--- START ---

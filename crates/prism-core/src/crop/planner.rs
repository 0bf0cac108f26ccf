//! Smart crop planning from subject detections.
//!
//! Detections are weighted (score × category multiplier), grouped into
//! clusters of nearby boxes, and the heaviest cluster decides where the crop
//! goes. Without usable detections the planner returns a centred box.

use serde::{Deserialize, Serialize};

use super::area::{AspectRatio, CropArea};
use crate::config::CropConfig;
use crate::detect::{DetectedSubject, SubjectDetector, SubjectKind};
use crate::error::ProcessResult;
use crate::pipeline::RasterImage;

/// Planner output.
#[derive(Debug, Clone, PartialEq, Serialize, Deserialize)]
pub struct SmartCropResult {
    /// Crop rectangle, always inside the source image
    pub crop_area: CropArea,
    /// Detections that intersect the crop
    pub detected_subjects: Vec<DetectedSubject>,
    /// 0.0 to 1.0; 0 when nothing intersects the crop
    pub confidence: f32,
}

/// A detection with its planning weight.
#[derive(Debug, Clone)]
struct Weighted {
    subject: DetectedSubject,
    multiplier: f64,
    weight: f64,
}

/// Plans crops from detections using the configured weights.
pub struct CropPlanner {
    config: CropConfig,
}

impl CropPlanner {
    pub fn new(config: CropConfig) -> Self {
        Self { config }
    }

    /// Detect subjects in `image` and plan a crop.
    ///
    /// Detector failures never fail the plan; they only remove detections.
    pub fn plan(
        &self,
        image: &RasterImage,
        detector: &dyn SubjectDetector,
        aspect: AspectRatio,
    ) -> SmartCropResult {
        let detections = collect_detections(image, detector);
        self.plan_with(image.width, image.height, &detections, aspect)
    }

    /// Plan a crop for a `width × height` image from known detections.
    pub fn plan_with(
        &self,
        width: u32,
        height: u32,
        detections: &[DetectedSubject],
        aspect: AspectRatio,
    ) -> SmartCropResult {
        let ratio = aspect.resolve(width, height);
        let weighted = self.weigh(width, height, detections);

        let raw = if weighted.is_empty() {
            self.fallback(width, height, ratio)
        } else {
            self.around_heaviest_cluster(width, height, &weighted, ratio)
        };
        let crop_area = raw.clamp_to(width, height);

        let total: f64 = weighted.iter().map(|w| w.multiplier).sum();
        let contributing: Vec<&Weighted> = weighted
            .iter()
            .filter(|w| w.subject.bbox.intersects(&crop_area))
            .collect();
        let confidence = if contributing.is_empty() || total <= 0.0 {
            0.0
        } else {
            let sum: f64 = contributing.iter().map(|w| w.weight).sum();
            (sum / total).clamp(0.0, 1.0) as f32
        };

        tracing::debug!(
            "Crop plan for {}x{}: {:?} from {} detection(s), confidence {:.2}",
            width,
            height,
            crop_area,
            weighted.len(),
            confidence
        );

        SmartCropResult {
            crop_area,
            detected_subjects: contributing.into_iter().map(|w| w.subject.clone()).collect(),
            confidence,
        }
    }

    /// Move an existing crop by `(dx, dy)`, keeping it inside the image.
    pub fn reposition(&self, area: &CropArea, dx: f64, dy: f64, width: u32, height: u32) -> CropArea {
        area.translated(dx, dy).clamp_to(width, height)
    }

    /// Accept a user-drawn crop, applying the same bounds rules as planned crops.
    pub fn adjust(&self, area: &CropArea, width: u32, height: u32) -> CropArea {
        area.clamp_to(width, height)
    }

    fn multiplier(&self, kind: SubjectKind) -> f64 {
        match kind {
            SubjectKind::Face => self.config.face_weight as f64,
            SubjectKind::Object => self.config.object_weight as f64,
        }
    }

    /// Keep detections with a positive score and a non-empty in-image box.
    fn weigh(&self, width: u32, height: u32, detections: &[DetectedSubject]) -> Vec<Weighted> {
        let bounds = CropArea::full(width, height);
        detections
            .iter()
            .filter(|d| d.score > 0.0 && d.bbox.intersects(&bounds))
            .map(|d| {
                let multiplier = self.multiplier(d.kind);
                Weighted {
                    subject: d.clone(),
                    multiplier,
                    weight: d.score as f64 * multiplier,
                }
            })
            .collect()
    }

    fn fallback(&self, width: u32, height: u32, ratio: Option<f64>) -> CropArea {
        let (w, h) = (width as f64, height as f64);
        let f = self.config.fallback_fraction;
        let (cw, ch) = match ratio {
            None => {
                let side = w.min(h) * f;
                (side, side)
            }
            Some(r) if w / h > r => (h * r * f, h * f),
            Some(r) => (w * f, w / r * f),
        };
        CropArea::new((w - cw) / 2.0, (h - ch) / 2.0, cw, ch)
    }

    fn around_heaviest_cluster(
        &self,
        width: u32,
        height: u32,
        weighted: &[Weighted],
        ratio: Option<f64>,
    ) -> CropArea {
        let clusters = cluster(weighted, self.config.cluster_gap);
        let best = clusters
            .iter()
            .fold(None::<(&Vec<usize>, f64)>, |best, members| {
                let total: f64 = members.iter().map(|&i| weighted[i].weight).sum();
                match best {
                    Some((_, t)) if t >= total => best,
                    _ => Some((members, total)),
                }
            });
        let Some((members, total_weight)) = best else {
            return self.fallback(width, height, ratio);
        };

        let (mut cx, mut cy) = (0.0, 0.0);
        for &i in members {
            let (x, y) = weighted[i].subject.bbox.center();
            cx += x * weighted[i].weight;
            cy += y * weighted[i].weight;
        }
        cx /= total_weight;
        cy /= total_weight;

        let bounds = members
            .iter()
            .map(|&i| weighted[i].subject.bbox)
            .reduce(|a, b| a.union(&b))
            .unwrap_or_else(|| CropArea::new(cx, cy, 0.0, 0.0));

        // Half-extents that cover the cluster while centred on the centroid.
        let pad_x = bounds.width * self.config.padding;
        let pad_y = bounds.height * self.config.padding;
        let mut cw = 2.0 * (cx - bounds.x).max(bounds.right() - cx) + 2.0 * pad_x;
        let mut ch = 2.0 * (cy - bounds.y).max(bounds.bottom() - cy) + 2.0 * pad_y;

        let (w, h) = (width as f64, height as f64);
        match ratio {
            Some(r) => {
                if cw / ch < r {
                    cw = ch * r;
                } else {
                    ch = cw / r;
                }
                let scale = (w / cw).min(h / ch).min(1.0);
                cw *= scale;
                ch *= scale;
            }
            None => {
                cw = cw.min(w);
                ch = ch.min(h);
            }
        }

        CropArea::new(cx - cw / 2.0, cy - ch / 2.0, cw, ch)
    }
}

/// Run both detectors, absorbing unavailability.
fn collect_detections(image: &RasterImage, detector: &dyn SubjectDetector) -> Vec<DetectedSubject> {
    if !detector.is_available() {
        tracing::debug!(
            "Detector '{}' unavailable, using centred crop",
            detector.name()
        );
        return Vec::new();
    }

    let mut detections = absorb(detector.detect_faces(image), "face");
    detections.extend(absorb(detector.detect_objects(image), "object"));
    detections
}

fn absorb(result: ProcessResult<Vec<DetectedSubject>>, what: &str) -> Vec<DetectedSubject> {
    match result {
        Ok(found) => found,
        Err(e) if e.is_recoverable() => {
            tracing::debug!("No {what} detections: {e}");
            Vec::new()
        }
        Err(e) => {
            tracing::warn!("{what} detection failed, continuing without it: {e}");
            Vec::new()
        }
    }
}

/// Group detections whose gap-expanded boxes overlap (single linkage).
fn cluster(weighted: &[Weighted], gap: f64) -> Vec<Vec<usize>> {
    let expanded: Vec<CropArea> = weighted.iter().map(|w| w.subject.bbox.expanded(gap)).collect();
    let mut parent: Vec<usize> = (0..weighted.len()).collect();

    fn root(parent: &mut [usize], mut i: usize) -> usize {
        while parent[i] != i {
            parent[i] = parent[parent[i]];
            i = parent[i];
        }
        i
    }

    for i in 0..expanded.len() {
        for j in (i + 1)..expanded.len() {
            if expanded[i].intersects(&expanded[j]) {
                let (a, b) = (root(&mut parent, i), root(&mut parent, j));
                if a != b {
                    parent[b.max(a)] = a.min(b);
                }
            }
        }
    }

    let mut groups: Vec<Vec<usize>> = Vec::new();
    let mut index_of_root: Vec<Option<usize>> = vec![None; weighted.len()];
    for i in 0..weighted.len() {
        let r = root(&mut parent, i);
        match index_of_root[r] {
            Some(g) => groups[g].push(i),
            None => {
                index_of_root[r] = Some(groups.len());
                groups.push(vec![i]);
            }
        }
    }
    groups
}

--- END ---

**Task directions**
Keep only those lines of the records that hold "struct", and return them.

**Solution to the exercise**
pub struct SmartCropResult {
struct Weighted {
pub struct CropPlanner {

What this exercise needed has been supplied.